FIG 6.

N protein inhibits TBK1-mediated IRF3 phosphorylation and sequesters the interaction between IRF3 and TBK1. (A) HEK-293T cells were cotransfected with an empty vector or expression plasmids encoding HA-tagged N protein and Flag-tagged TBK1. Twenty-four hours after transfection, the cells were mock infected or infected with SEV for 8 h, followed by immunoblotting assays with antibodies directed against phosphorylated IRF3 (Ser396), IRF3, HA, Flag, or β-actin. (B) HEK-293T cells were transfected with increasing amounts (0, 1.5, 3, or 6 μg) of a plasmid expressing HA-tagged N protein.

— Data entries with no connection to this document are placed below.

//! Tests for the model builder.

use chrono::Weekday;
use shiftforge_core::{EmployeeFlags, SequenceRule, ShiftStart};
use shiftforge_test::roster::{early_supervisor, employee, newsroom_roster, supervisor};
use shiftforge_test::rules::{no_early_repeat_rules, permissive_rules};
use shiftforge_test::week_horizon;

use super::*;
use crate::model::Constraint;

fn uncovered() -> ModelSettings {
    ModelSettings::default().with_coverage(Vec::new())
}

fn slot(hours: f64) -> Slot {
    Slot::from_hours(Some(hours)).unwrap()
}

#[test]
fn test_variable_layout_matches_assignment() {
    let employees = vec![employee("a", 40.0), employee("b", 40.0)];
    let horizon = week_horizon();
    let rules = permissive_rules();
    let instance = PlanInstance::new(&employees, &horizon, &rules);
    let model = ShiftModel::build(&instance, &uncovered());

    let layout = Assignment::empty(2, 7, 7);
    assert_eq!(model.assignment_var(1, 3, 5).index(), layout.index(1, 3, 5));
    assert_eq!(model.worked_var(0, 0).index(), 2 * 7 * 7);
    assert_eq!(model.worked_var(1, 6).index(), 2 * 7 * 7 + 13);
    assert_eq!(model.model().var_count(), 2 * 7 * 7 + 2 * 7);
}

#[test]
fn test_constraint_counts_without_forbidden_transitions() {
    let employees = vec![employee("a", 40.0)];
    let horizon = week_horizon();
    let rules = permissive_rules();
    let instance = PlanInstance::new(&employees, &horizon, &rules);
    let stats = ShiftModel::build(&instance, &uncovered()).stats();

    assert_eq!(stats.assignment_variables(), 49);
    assert_eq!(stats.variables, 56);
    // worked-day equality + at-most-one per day, one hours constraint.
    assert_eq!(stats.linear_constraints, 7 + 7 + 1);
    assert_eq!(stats.clauses, 0);
    assert_eq!(stats.fixed_literals, 0);
}

#[test]
fn test_forbidden_transition_per_adjacent_day_pair() {
    let employees = vec![employee("a", 40.0)];
    let horizon = week_horizon();
    let rules = no_early_repeat_rules();
    let instance = PlanInstance::new(&employees, &horizon, &rules);
    let model = ShiftModel::build(&instance, &uncovered());

    assert_eq!(model.stats().clauses, 6);
}

#[test]
fn test_empty_rule_table_forbids_every_shift_pair() {
    let employees = vec![employee("a", 40.0)];
    let horizon = week_horizon();
    let rules = SequenceRuleTable::new();
    let instance = PlanInstance::new(&employees, &horizon, &rules);
    let model = ShiftModel::build(&instance, &uncovered());

    // 7 x 7 shift pairs over 6 adjacent day pairs; rest stays unconstrained.
    assert_eq!(model.stats().clauses, 49 * 6);
}

#[test]
fn test_rest_rules_constrain_rest_transitions() {
    let employees = vec![employee("a", 40.0)];
    let horizon = week_horizon();
    let rules = SequenceRuleTable::new()
        .with_general([SequenceRule::new(slot(6.0), Slot::Rest)]);
    let instance = PlanInstance::new(&employees, &horizon, &rules);
    let model = ShiftModel::build(&instance, &uncovered());

    assert!(model.resolved(0).legal.mentions_rest());
    // 8 x 8 slot pairs with one allowed, over 6 adjacent day pairs.
    assert_eq!(model.stats().clauses, 63 * 6);
}

#[test]
fn test_is_forbidden() {
    let inferred = RestTransitions::Inferred;
    let legal: LegalSequenceSet = [SequenceRule::new(slot(6.0), slot(14.5))].into_iter().collect();
    assert!(!is_forbidden(&legal, inferred, slot(6.0), slot(14.5)));
    assert!(is_forbidden(&legal, inferred, slot(14.5), slot(6.0)));
    assert!(!is_forbidden(&legal, inferred, Slot::Rest, slot(6.0)));

    let with_rest: LegalSequenceSet = [SequenceRule::new(Slot::Rest, slot(6.0))].into_iter().collect();
    assert!(!is_forbidden(&with_rest, inferred, Slot::Rest, slot(6.0)));
    assert!(is_forbidden(&with_rest, inferred, slot(6.0), Slot::Rest));
    assert!(is_forbidden(&with_rest, inferred, Slot::Rest, Slot::Rest));
}

#[test]
fn test_is_forbidden_with_explicit_rest_mode() {
    let legal: LegalSequenceSet = [SequenceRule::new(slot(6.0), slot(14.5))].into_iter().collect();
    assert!(is_forbidden(&legal, RestTransitions::Strict, Slot::Rest, slot(6.0)));
    assert!(is_forbidden(&legal, RestTransitions::Strict, slot(6.0), Slot::Rest));
    assert!(is_forbidden(&legal, RestTransitions::Strict, slot(14.5), slot(6.0)));

    let with_rest: LegalSequenceSet = [SequenceRule::new(Slot::Rest, slot(6.0))].into_iter().collect();
    assert!(!is_forbidden(&with_rest, RestTransitions::Lenient, slot(6.0), Slot::Rest));
    assert!(!is_forbidden(&with_rest, RestTransitions::Lenient, Slot::Rest, Slot::Rest));
    // Shift-to-shift transitions do not depend on the mode.
    assert!(is_forbidden(&with_rest, RestTransitions::Lenient, slot(6.0), slot(7.0)));
}

#[test]
fn test_strict_rest_transitions_add_rest_clauses() {
    let employees = vec![employee("a", 40.0)];
    let horizon = week_horizon();
    let rules = permissive_rules();
    let instance = PlanInstance::new(&employees, &horizon, &rules);

    let strict = uncovered().with_rest_transitions(RestTransitions::Strict);
    let model = ShiftModel::build(&instance, &strict);
    // Every pair involving rest: 7 into rest, 7 out of rest and rest to rest.
    assert_eq!(model.stats().clauses, 15 * 6);

    let lenient = uncovered().with_rest_transitions(RestTransitions::Lenient);
    let rules = SequenceRuleTable::new()
        .with_general([SequenceRule::new(slot(6.0), Slot::Rest)]);
    let instance = PlanInstance::new(&employees, &horizon, &rules);
    let model = ShiftModel::build(&instance, &lenient);
    // Only the 7 x 7 shift pairs stay constrained.
    assert_eq!(model.stats().clauses, 49 * 6);
}

#[test]
fn test_role_rules_are_resolved_per_employee() {
    let employees = vec![employee("a", 40.0), supervisor("b", 40.0)];
    let horizon = week_horizon();
    let rules = SequenceRuleTable::new()
        .with_general([SequenceRule::new(slot(6.0), slot(7.0))])
        .with_role("cvd", [SequenceRule::new(slot(14.5), slot(6.0))]);
    let instance = PlanInstance::new(&employees, &horizon, &rules);
    let model = ShiftModel::build(&instance, &uncovered());

    assert_eq!(model.resolved(0).legal.len(), 1);
    assert_eq!(model.resolved(1).legal.len(), 2);
}

#[test]
fn test_hour_bounds_follow_tolerance() {
    let employees = vec![employee("a", 40.0)];
    let horizon = week_horizon();
    let rules = permissive_rules();
    let instance = PlanInstance::new(&employees, &horizon, &rules);

    let model = ShiftModel::build(&instance, &uncovered());
    assert_eq!(model.resolved(0).bound, HourBound::new(36, 44));

    let model = ShiftModel::build(&instance, &uncovered().with_tolerance(0.25));
    assert_eq!(model.resolved(0).bound, HourBound::new(30, 50));
}

#[test]
fn test_hour_bounds_count_worked_days() {
    let employees = vec![employee("a", 40.0)];
    let horizon = week_horizon();
    let rules = permissive_rules();
    let instance = PlanInstance::new(&employees, &horizon, &rules);
    let model = ShiftModel::build(&instance, &uncovered());

    let hours = model
        .model()
        .constraints()
        .iter()
        .filter_map(|c| match c {
            Constraint::Linear(linear) if linear.lower() > 0 => Some(linear),
            _ => None,
        })
        .next()
        .expect("hours constraint");
    assert_eq!(hours.lower(), 36 * 60);
    assert_eq!(hours.upper(), 44 * 60);
    assert_eq!(hours.terms().len(), 7);
    assert!(hours
        .terms()
        .iter()
        .enumerate()
        .all(|(d, term)| term.var == model.worked_var(0, d) && term.coef == 480));
}

// ============================================================================
// Coverage and availability
// ============================================================================

#[test]
fn test_coverage_adds_one_constraint_per_requirement_and_day() {
    let employees = vec![supervisor("a", 56.0), supervisor("b", 56.0)];
    let horizon = week_horizon();
    let rules = permissive_rules();
    let instance = PlanInstance::new(&employees, &horizon, &rules);
    let model = ShiftModel::build(&instance, &ModelSettings::default());

    let base = 2 * (7 + 7 + 1);
    assert_eq!(model.stats().linear_constraints, base + 2 * 7);
}

#[test]
fn test_coverage_outside_catalog_is_skipped() {
    let employees = vec![supervisor("a", 56.0)];
    let horizon = week_horizon();
    let rules = permissive_rules();
    let instance = PlanInstance::new(&employees, &horizon, &rules);
    let requirement = CoverageRequirement::new("cvd", ShiftStart::from_hours(11.0).unwrap(), 1);
    let settings = ModelSettings::default().with_coverage(vec![requirement]);
    let model = ShiftModel::build(&instance, &settings);

    assert_eq!(model.stats().linear_constraints, 7 + 7 + 1);
}

#[test]
fn test_early_only_fixes_late_templates() {
    let employees = vec![early_supervisor("a", 40.0)];
    let horizon = week_horizon();
    let rules = permissive_rules();
    let instance = PlanInstance::new(&employees, &horizon, &rules);
    let model = ShiftModel::build(&instance, &uncovered());

    // 9:00, 10:00 and 14:30 are not before the 9:00 cutoff.
    assert_eq!(model.stats().fixed_literals, 3 * 7);
    let late = model.assignment_var(0, 2, 6);
    assert!(model.model().fixed().contains(&late.is_false()));
    let early = model.assignment_var(0, 2, 0);
    assert!(!model.model().fixed().contains(&early.is_false()));
}

#[test]
fn test_default_flags_apply_to_everyone() {
    let employees = vec![employee("a", 40.0), employee("b", 40.0)];
    let horizon = week_horizon();
    let rules = permissive_rules();
    let instance = PlanInstance::new(&employees, &horizon, &rules);
    let flags = EmployeeFlags::default().with_excluded_weekday(Weekday::Mon);
    let model = ShiftModel::build(&instance, &uncovered().with_default_flags(flags));

    // Monday is the first horizon day.
    assert_eq!(model.stats().fixed_literals, 2 * 7);
    assert!(model
        .model()
        .fixed()
        .contains(&model.assignment_var(1, 0, 3).is_false()));
}

// ============================================================================
// Branching order and extraction
// ============================================================================

#[test]
fn test_branching_order_is_day_major() {
    let employees = vec![employee("a", 40.0)];
    let horizon = week_horizon();
    let rules = permissive_rules();
    let instance = PlanInstance::new(&employees, &horizon, &rules);
    let model = ShiftModel::build(&instance, &uncovered());

    let order = model.branching_order(None);
    assert_eq!(order.len(), model.model().var_count());
    assert_eq!(order[0], model.worked_var(0, 0));
    assert_eq!(order[1..8], model.day_vars(0, 0)[..]);
    assert_eq!(order[8], model.worked_var(0, 1));

    let mut sorted: Vec<usize> = order.iter().map(|v| v.index()).collect();
    sorted.sort_unstable();
    assert!(sorted.iter().enumerate().all(|(i, &index)| index == i));
}

#[test]
fn test_branching_order_starts_each_day_with_coverage() {
    let employees = vec![employee("a", 40.0), supervisor("b", 56.0), supervisor("c", 56.0)];
    let horizon = week_horizon();
    let rules = permissive_rules();
    let instance = PlanInstance::new(&employees, &horizon, &rules);
    let model = ShiftModel::build(&instance, &ModelSettings::default());

    let order = model.branching_order(None);
    assert_eq!(order.len(), model.model().var_count());
    // 06:00 is template 0 and 14:30 template 6.
    assert_eq!(
        order[..4],
        [
            model.assignment_var(1, 0, 0),
            model.assignment_var(2, 0, 0),
            model.assignment_var(1, 0, 6),
            model.assignment_var(2, 0, 6),
        ]
    );
    assert_eq!(order[4], model.worked_var(0, 0));

    let second_day = 4 + 3 * 8 - 4;
    assert_eq!(order[second_day], model.assignment_var(1, 1, 0));
}

#[test]
fn test_seeded_branching_order_is_reproducible() {
    let employees = vec![employee("a", 40.0)];
    let horizon = week_horizon();
    let rules = permissive_rules();
    let instance = PlanInstance::new(&employees, &horizon, &rules);
    let model = ShiftModel::build(&instance, &uncovered());

    let first = model.branching_order(Some(7));
    assert_eq!(first, model.branching_order(Some(7)));

    // Shuffling stays within each (employee, day) block.
    assert_eq!(first[8], model.worked_var(0, 1));
    let block: Vec<usize> = first[9..16].iter().map(|v| v.index()).collect();
    assert!(block.iter().all(|&i| (7..14).contains(&i)));
}

// ============================================================================
// Phase hints
// ============================================================================

#[test]
fn test_phase_hints_solve_the_newsroom_week() {
    let employees = newsroom_roster();
    let horizon = week_horizon();
    let rules = no_early_repeat_rules();
    let instance = PlanInstance::new(&employees, &horizon, &rules);
    let model = ShiftModel::build(&instance, &ModelSettings::default());

    let hints = model.phase_hints();
    assert_eq!(hints.len(), model.model().var_count());
    assert!(model.model().is_satisfied_by(hints));

    let assignment = model.extract(hints);
    for d in 0..7 {
        let early = (0..2).filter(|&e| assignment.get(e, d, 0)).count();
        let late = (0..2).filter(|&e| assignment.get(e, d, 6)).count();
        assert_eq!((early, late), (1, 1), "day {d}");
    }
    // The weekday reporter rests on the weekend.
    assert_eq!(assignment.shift_index(2, 5), None);
    assert_eq!(assignment.shift_index(2, 6), None);
    assert_eq!(assignment.shift_count(2), 5);
}

#[test]
fn test_phase_hints_respect_sequence_rules() {
    let employees = vec![supervisor("a", 56.0), supervisor("b", 56.0)];
    let horizon = week_horizon();
    let rules = no_early_repeat_rules();
    let instance = PlanInstance::new(&employees, &horizon, &rules);
    let model = ShiftModel::build(&instance, &ModelSettings::default());

    let assignment = model.extract(model.phase_hints());
    for e in 0..2 {
        for d in 1..7 {
            assert!(!(assignment.get(e, d - 1, 0) && assignment.get(e, d, 0)));
        }
    }
}

#[test]
fn test_phase_hints_avoid_fixed_literals() {
    let employees = vec![early_supervisor("a", 40.0)];
    let horizon = week_horizon();
    let rules = permissive_rules();
    let instance = PlanInstance::new(&employees, &horizon, &rules);
    let model = ShiftModel::build(&instance, &uncovered());

    let hints = model.phase_hints();
    assert!(model.model().fixed().iter().all(|lit| lit.holds(hints)));
    assert_eq!(model.extract(hints).shift_count(0), 5);
}

#[test]
fn test_extract_reads_assignment_variables() {
    let employees = vec![employee("a", 40.0)];
    let horizon = week_horizon();
    let rules = permissive_rules();
    let instance = PlanInstance::new(&employees, &horizon, &rules);
    let model = ShiftModel::build(&instance, &uncovered());

    let mut values = vec![false; model.model().var_count()];
    values[model.assignment_var(0, 4, 6).index()] = true;
    values[model.worked_var(0, 4).index()] = true;

    let assignment = model.extract(&values);
    assert_eq!(assignment.shift_index(0, 4), Some(6));
    assert_eq!(assignment.shift_count(0), 1);
}

#[test]
fn test_settings_from_config() {
    let config = PlannerConfig::new().with_tolerance(0.2);
    let settings = ModelSettings::from_config(&config).unwrap();
    assert_eq!(settings.tolerance, 0.2);
    assert_eq!(settings.catalog.len(), 7);
    assert!(settings.is_early_template(0));
    assert!(!settings.is_early_template(4));

    let invalid = PlannerConfig::new().with_tolerance(2.0);
    assert!(ModelSettings::from_config(&invalid).is_err());
}
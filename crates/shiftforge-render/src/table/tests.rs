//! Tests for the console table view.

use shiftforge_core::{Assignment, RoleTag, ShiftCatalog};
use shiftforge_test::roster::newsroom_roster;
use shiftforge_test::week_horizon;

use super::*;

#[test]
fn test_table_aligns_columns() {
    let employees = newsroom_roster();
    let horizon = week_horizon();
    let catalog = ShiftCatalog::default();
    let assignment = Assignment::from_fn(3, 7, catalog.len(), |e, d, k| e == 0 && d == 0 && k == 0);
    let grid = ScheduleGrid::render(&employees, &horizon, &catalog, &assignment, &RoleTag::new("cvd")).unwrap();

    let text = TableView::new(&grid).to_string();
    let lines: Vec<&str> = text.lines().collect();
    assert_eq!(lines.len(), 4);
    assert!(lines[0].starts_with("Id   Name"));
    assert!(lines[0].contains("Mon 10.03"));
    assert!(lines[1].contains("06:00-14:00"));
    assert!(lines[1].starts_with("001  Berger Anna"));
    assert!(lines[3].contains("Wolf Mira"));

    let column = lines[0].find("Mon 10.03").unwrap();
    assert_eq!(&lines[1][column..column + 11], "06:00-14:00");
    assert_eq!(&lines[2][column..column + 1], "-");
}
impl ShiftModel {
    /// Builds the model for `instance`.
    ///
    /// Never fails: missing role rules fall back to the general rules and
    /// coverage requirements naming an unknown shift are skipped. An
    /// impossible combination surfaces as infeasibility when solving.
    pub fn build(instance: &PlanInstance<'_>, settings: &ModelSettings) -> Self {
        let catalog = &settings.catalog;
        let employees = instance.employees.len();
        let days = instance.horizon.len();
        let templates = catalog.len();

        let mut model = Model::new();
        model.new_vars(employees * days * templates);
        model.new_vars(employees * days);

        let mut shift_model = Self {
            model,
            employees,
            days,
            templates,
            resolved: resolve_employees(instance, settings),
            coverage: Vec::new(),
            phases: Vec::new(),
        };

        shift_model.add_worked_days();
        shift_model.add_sequence_rules(instance.horizon, settings);
        shift_model.add_coverage(instance, settings);
        shift_model.add_hour_bounds(catalog);
        shift_model.add_availability(instance.horizon, settings);
        shift_model.phases = shift_model.initial_phases(instance, settings);

        let stats = shift_model.stats();
        info!(
            employees = stats.employees,
            days = stats.days,
            templates = stats.templates,
            variables = stats.variables,
            constraints = stats.constraints(),
            "Model built"
        );
        shift_model
    }

    pub fn model(&self) -> &Model {
        &self.model
    }

    pub fn employee_count(&self) -> usize {
        self.employees
    }

    pub fn day_count(&self) -> usize {
        self.days
    }

    pub fn template_count(&self) -> usize {
        self.templates
    }

    pub fn resolved(&self, employee: usize) -> &ResolvedEmployee {
        &self.resolved[employee]
    }

    pub fn assignment_var(&self, employee: usize, day: usize, template: usize) -> BoolVar {
        self.model
            .var((employee * self.days + day) * self.templates + template)
    }

    pub fn worked_var(&self, employee: usize, day: usize) -> BoolVar {
        let base = self.employees * self.days * self.templates;
        self.model.var(base + employee * self.days + day)
    }

    fn day_vars(&self, employee: usize, day: usize) -> Vec<BoolVar> {
        (0..self.templates)
            .map(|k| self.assignment_var(employee, day, k))
            .collect()
    }

    pub fn stats(&self) -> ModelStats {
        ModelStats {
            employees: self.employees,
            days: self.days,
            templates: self.templates,
            variables: self.model.var_count(),
            linear_constraints: self.model.linear_count(),
            clauses: self.model.clause_count(),
            fixed_literals: self.model.fixed().len(),
        }
    }

    /// Every variable, day by day: the day's coverage candidates first,
    /// then for each employee the worked-day variable followed by the
    /// templates.
    ///
    /// With a seed, template order is shuffled per (employee, day) so that
    /// different seeds explore different schedules reproducibly.
    pub fn branching_order(&self, seed: Option<u64>) -> Vec<BoolVar> {
        let mut rng = seed.map(StdRng::seed_from_u64);
        let mut placed = vec![false; self.model.var_count()];
        let mut order = Vec::with_capacity(self.model.var_count());
        let mut place = |var: BoolVar, order: &mut Vec<BoolVar>| {
            if !placed[var.index()] {
                placed[var.index()] = true;
                order.push(var);
            }
        };

        for d in 0..self.days {
            for slot in &self.coverage {
                for &e in &slot.members {
                    place(self.assignment_var(e, d, slot.template), &mut order);
                }
            }
            for e in 0..self.employees {
                place(self.worked_var(e, d), &mut order);
                let mut vars = self.day_vars(e, d);
                if let Some(rng) = rng.as_mut() {
                    vars.shuffle(rng);
                }
                for var in vars {
                    place(var, &mut order);
                }
            }
        }
        order
    }

    /// Preferred first value of every variable, indexed like the model.
    ///
    /// The values sketch a schedule that respects availability, the
    /// sequence rules and the upper hour bounds; the search treats them as
    /// hints only.
    pub fn phase_hints(&self) -> &[bool] {
        &self.phases
    }

    /// Reads the assignment variables out of a solution vector.
    pub fn extract(&self, values: &[bool]) -> Assignment {
        Assignment::from_fn(self.employees, self.days, self.templates, |e, d, k| {
            values[self.assignment_var(e, d, k).index()]
        })
    }

    /// worked(e, d) == sum of the day's assignments, and that sum is at most one.
    fn add_worked_days(&mut self) {
        for e in 0..self.employees {
            for d in 0..self.days {
                let vars = self.day_vars(e, d);
                let worked = self.worked_var(e, d);
                let terms = vars.iter().map(|&v| (v, 1)).chain([(worked, -1)]);
                self.model.add_linear(terms, 0, 0);
                self.model.add_sum_le(&vars, 1);
            }
        }
    }

    fn add_sequence_rules(&mut self, horizon: &Horizon, settings: &ModelSettings) {
        let catalog = &settings.catalog;
        let mut slots: Vec<Slot> = catalog.templates().iter().map(|t| Slot::Shift(t.start())).collect();
        slots.push(Slot::Rest);

        for e in 0..self.employees {
            let legal = &self.resolved[e].legal;
            let forbidden: Vec<(Slot, Slot)> = slots
                .iter()
                .flat_map(|&from| slots.iter().map(move |&to| (from, to)))
                .filter(|&(from, to)| is_forbidden(legal, settings.rest_transitions, from, to))
                .collect();
            for &(from, to) in &forbidden {
                trace!(employee = e, %from, %to, "Forbidden transition");
            }

            for (previous, day) in horizon.adjacent_pairs() {
                for &(from, to) in &forbidden {
                    let premise = self.slot_lit(catalog, e, previous, from);
                    let blocked = self.slot_lit(catalog, e, day, to);
                    self.model.add_implication(premise, !blocked);
                }
            }
        }
    }

    /// Literal that holds when the employee occupies `slot` on `day`.
    fn slot_lit(&self, catalog: &ShiftCatalog, employee: usize, day: usize, slot: Slot) -> Lit {
        match slot {
            Slot::Rest => self.worked_var(employee, day).is_false(),
            Slot::Shift(start) => {
                let k = catalog.index_of(start).unwrap_or_default();
                self.assignment_var(employee, day, k).is_true()
            }
        }
    }

    fn add_coverage(&mut self, instance: &PlanInstance<'_>, settings: &ModelSettings) {
        for requirement in &settings.coverage {
            let Some(k) = settings.catalog.index_of(requirement.shift) else {
                warn!(
                    role = %requirement.role,
                    shift = %requirement.shift,
                    "Skipping coverage requirement for a shift outside the catalog"
                );
                continue;
            };
            let members: Vec<usize> = (0..self.employees)
                .filter(|&e| self.resolved[e].roles.contains(&requirement.role))
                .collect();
            debug!(
                role = %requirement.role,
                shift = %requirement.shift,
                members = members.len(),
                required = requirement.required,
                "Coverage"
            );
            if members.is_empty() && requirement.required > 0 {
                warn!(role = %requirement.role, "No employee holds the coverage role");
            }
            for d in 0..instance.horizon.len() {
                let vars: Vec<BoolVar> = members
                    .iter()
                    .map(|&e| self.assignment_var(e, d, k))
                    .collect();
                self.model.add_sum_eq(&vars, i64::from(requirement.required));
            }
            self.coverage.push(CoverageSlot {
                template: k,
                members,
                required: requirement.required as usize,
            });
        }
    }

    /// Every template lasts the catalog duration, so worked hours are the
    /// worked days times that duration.
    fn add_hour_bounds(&mut self, catalog: &ShiftCatalog) {
        let minutes = i64::from(catalog.duration_minutes());
        for e in 0..self.employees {
            let bound = self.resolved[e].bound;
            let terms: Vec<(BoolVar, i64)> = (0..self.days)
                .map(|d| (self.worked_var(e, d), minutes))
                .collect();
            self.model
                .add_linear(terms, bound.min_minutes(), bound.max_minutes());
        }
    }

    fn add_availability(&mut self, horizon: &Horizon, settings: &ModelSettings) {
        for e in 0..self.employees {
            let flags = self.resolved[e].flags.clone();
            for (d, day) in horizon.days().iter().enumerate() {
                let available = flags.works_on(day.weekday());
                for k in 0..self.templates {
                    let early_ok = !flags.early_only || settings.is_early_template(k);
                    if !available || !early_ok {
                        let var = self.assignment_var(e, d, k);
                        self.model.fix(var.is_false());
                    }
                }
            }
        }
    }

    fn initial_phases(&self, instance: &PlanInstance<'_>, settings: &ModelSettings) -> Vec<bool> {
        let catalog = &settings.catalog;
        let duration = i64::from(catalog.duration_minutes()).max(1);
        let mut open = vec![true; self.model.var_count()];
        for lit in self.model.fixed().iter().filter(|lit| !lit.value()) {
            open[lit.var().index()] = false;
        }
        let mut plan: Vec<Vec<Option<usize>>> = vec![vec![None; self.days]; self.employees];
        let mut counts = vec![0i64; self.employees];
        let max_shifts: Vec<i64> = self
            .resolved
            .iter()
            .map(|r| r.bound.max_minutes() / duration)
            .collect();

        // Coverage duties rotate through the members day after day.
        let mut turn = 0;
        for d in 0..self.days {
            for slot in &self.coverage {
                let k = slot.template;
                let mut needed = slot.required;
                for step in 0..slot.members.len() {
                    if needed == 0 {
                        break;
                    }
                    let e = slot.members[(turn + step) % slot.members.len()];
                    if plan[e][d].is_none()
                        && open[self.assignment_var(e, d, k).index()]
                        && counts[e] < max_shifts[e]
                        && self.fits(settings, &plan[e], e, d, k)
                    {
                        plan[e][d] = Some(k);
                        counts[e] += 1;
                        needed -= 1;
                    }
                }
                turn += 1;
            }
        }

        // Remaining contracted shifts, spread evenly over the free days on
        // templates outside the employee's coverage duties.
        for (e, employee) in instance.employees.iter().enumerate() {
            let bound = self.resolved[e].bound;
            let min_shifts = (bound.min_minutes() + duration - 1) / duration;
            let expected = HourBound::expected_hours(employee.weekly_hours, self.days) * 60.0
                / duration as f64;
            let target = (expected.round() as i64).clamp(min_shifts, max_shifts[e].max(min_shifts));
            let duties: Vec<usize> = self
                .coverage
                .iter()
                .filter(|slot| slot.members.contains(&e))
                .map(|slot| slot.template)
                .collect();
            let (duties, open) = (&duties, &open);
            let candidates = |d: usize| {
                (0..self.templates)
                    .filter(move |k| !duties.contains(k))
                    .filter(move |&k| open[self.assignment_var(e, d, k).index()])
            };

            let free: Vec<usize> = (0..self.days)
                .filter(|&d| plan[e][d].is_none() && candidates(d).next().is_some())
                .collect();
            let wanted = usize::try_from(target - counts[e]).unwrap_or(0).min(free.len());
            for i in 0..wanted {
                let d = free[(2 * i + 1) * free.len() / (2 * wanted)];
                let choice = candidates(d).find(|&k| self.fits(settings, &plan[e], e, d, k));
                if let Some(k) = choice {
                    plan[e][d] = Some(k);
                    counts[e] += 1;
                }
            }
            trace!(employee = e, target, hinted = counts[e], "Phase hints");
        }

        let mut phases = vec![false; self.model.var_count()];
        for (e, row) in plan.iter().enumerate() {
            for (d, template) in row.iter().enumerate() {
                if let Some(k) = *template {
                    phases[self.assignment_var(e, d, k).index()] = true;
                    phases[self.worked_var(e, d).index()] = true;
                }
            }
        }
        phases
    }

    /// Whether `template` on `day` is legal after and before the
    /// neighbouring days already planned in `row`.
    fn fits(
        &self,
        settings: &ModelSettings,
        row: &[Option<usize>],
        employee: usize,
        day: usize,
        template: usize,
    ) -> bool {
        let legal = &self.resolved[employee].legal;
        let slot = |k: Option<usize>| {
            k.and_then(|k| settings.catalog.get(k))
                .map_or(Slot::Rest, |t| Slot::Shift(t.start()))
        };
        let here = slot(Some(template));
        let after_previous =
            day == 0 || !is_forbidden(legal, settings.rest_transitions, slot(row[day - 1]), here);
        let before_next = day + 1 >= row.len()
            || !is_forbidden(legal, settings.rest_transitions, here, slot(row[day + 1]));
        after_previous && before_next
    }
}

Twenty-four hours after transfection, the cells were mock infected or infected with SEV for 8 h. The cell lysates were immunoprecipitated with rabbit anti-TBK1 or rabbit normal IgG antibody (lane 2). They were then analyzed by immunoblotting (IB) with antibodies directed against TBK1, IRF3, or HA. The whole-cell lysates (WCL) were used to analyze the expression of TBK1, IRF3, and N protein by immunoblotting using anti-TBK1, anti-IRF3, and anti-HA antibodies, respectively.